Plato's Symposium is a mine of information about his fellow-Athenians' interests as regards aesthetics. What the cultivated Athenian of the time - the public speaker, the rhapsode or the craftsman - went for was animated discussion about Homer or the Parthenon or Parrhasius and his pictures or Euripides and his tragedies. But Plato goes beyond this first level. He poses key questions in aesthetics, with unprecedented clarity and insight. The main dialogues in which he states these positions of his are (from his earlier period) the Ion, the Symposium and the Republic and (from his later period) the Phaedrus, the Sophist and the Laws. The following is a brief survey some of Plato's most basic ideas on aesthetics:


For Plato, art is our ability to do something that requires dexterity, specialization, and knowledge. The arts can be divided into those that produce a hoard and those that produce an output. Painting is juxtaposed with weaving, architecture with furniture-making: in other words our normal modern distinction between fine art and applied art did not hold good for Plato (though he does seem to tacitly accept a distinction of a sort between fine art and handicraft). Whenever he is speaking, in the Republic and the Laws, about what he regards as the highest art, ability in politics, he will liken it to composing a tragic play, colouring a sculpture, or painting.


Every purposeful activity producing an output to a plan is, for Plato, mimesis ('imitation'). He never manages to clarify this term (or rather group of concepts): often he seems to have used it as a synonym for methexis, homoiosis, or paraplesia. Plato sees some degree of deliberate distortion as an essential part of mimesis, if one is to achieve an illusory similarity to the idea and archetype, which he calls morphe ('form'). These were certainly views which the architects of the Parthenon would have been at home with. Had they not (to take but one instance) deliberately made the corner column of the building thicker than the other columns, so that it should appear to be of equal thickness?


For Plato, behind every work of art that we find beautiful there lies the archetype of beauty itself. The art work is no more than a guide leading us back to the morphe of beauty. Our soul once knew this ideal loveliness, but by passing into the world has forgotten it - Plato's famous doctrine of anamnesis. Through the mouth of Diotima in the dialogue Symposium, he tells us that we too can make the passage from physical to spiritual beauty; then to the beauty of institutions, laws, and sciences; and finally to beauty pure and unalloyed.
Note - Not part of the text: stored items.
//! Keyboard input handling for the dashboard.

use crossterm::event::{KeyCode, KeyEvent, KeyModifiers};

/// Application-level events that can trigger state changes.
#[derive(Debug, Clone, Copy, PartialEq, Eq)]
pub enum AppEvent {
    /// Show help overlay
    ShowHelp,
    /// Hide help overlay
    HideHelp,
    /// Request application quit
    Quit,
    /// Force quit (Ctrl+C)
    ForceQuit,
    /// Redraw the whole screen
    Redraw,
    /// Close the overlay, or quit when none is open
    Cancel,
    /// No action needed
    None,
}

/// Input handler for converting key events to app events.
#[derive(Debug, Default)]
pub struct InputHandler {
    /// Whether the help overlay is open; any key closes it
    help_open: bool,
}

impl InputHandler {
    pub fn new() -> Self {
        Self::default()
    }

    /// Tell the handler whether the help overlay is showing.
    pub fn set_help_open(&mut self, open: bool) {
        self.help_open = open;
    }

    /// Handle a key event and return the corresponding app event.
    pub fn handle_key(&mut self, key: KeyEvent) -> AppEvent {
        // Ctrl+C always force quits
        if key.modifiers.contains(KeyModifiers::CONTROL) && key.code == KeyCode::Char('c') {
            return AppEvent::ForceQuit;
        }

        if key.modifiers.contains(KeyModifiers::CONTROL) && key.code == KeyCode::Char('l') {
            return AppEvent::Redraw;
        }

        if key.code == KeyCode::Esc {
            return AppEvent::Cancel;
        }

        if self.help_open {
            return AppEvent::HideHelp;
        }

        match key.code {
            KeyCode::Char('q') | KeyCode::Char('Q') => AppEvent::Quit,
            KeyCode::Char('?') | KeyCode::Char('h') | KeyCode::Char('H') => AppEvent::ShowHelp,
            KeyCode::Char('r') | KeyCode::Char('R') => AppEvent::Redraw,
            _ => AppEvent::None,
        }
    }
}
Art has, on Plato's view, an extremely important role. It can strengthen characters and cultivate virtues, so that it is in fact a useful delight. But it can also have degenerative, even catastrophic side-effects. This is why people must not be allowed to play about on their own with such dangerous things as tragic poetry or works of music. Art needs to be supervised, and this must be done by the lawgiver and the works of art submitted to censorship. Plato's position, so strongly decried from that day to this, is logically perfectly consistent, once we take into account his attitude to the nature of art and the essence of virtue.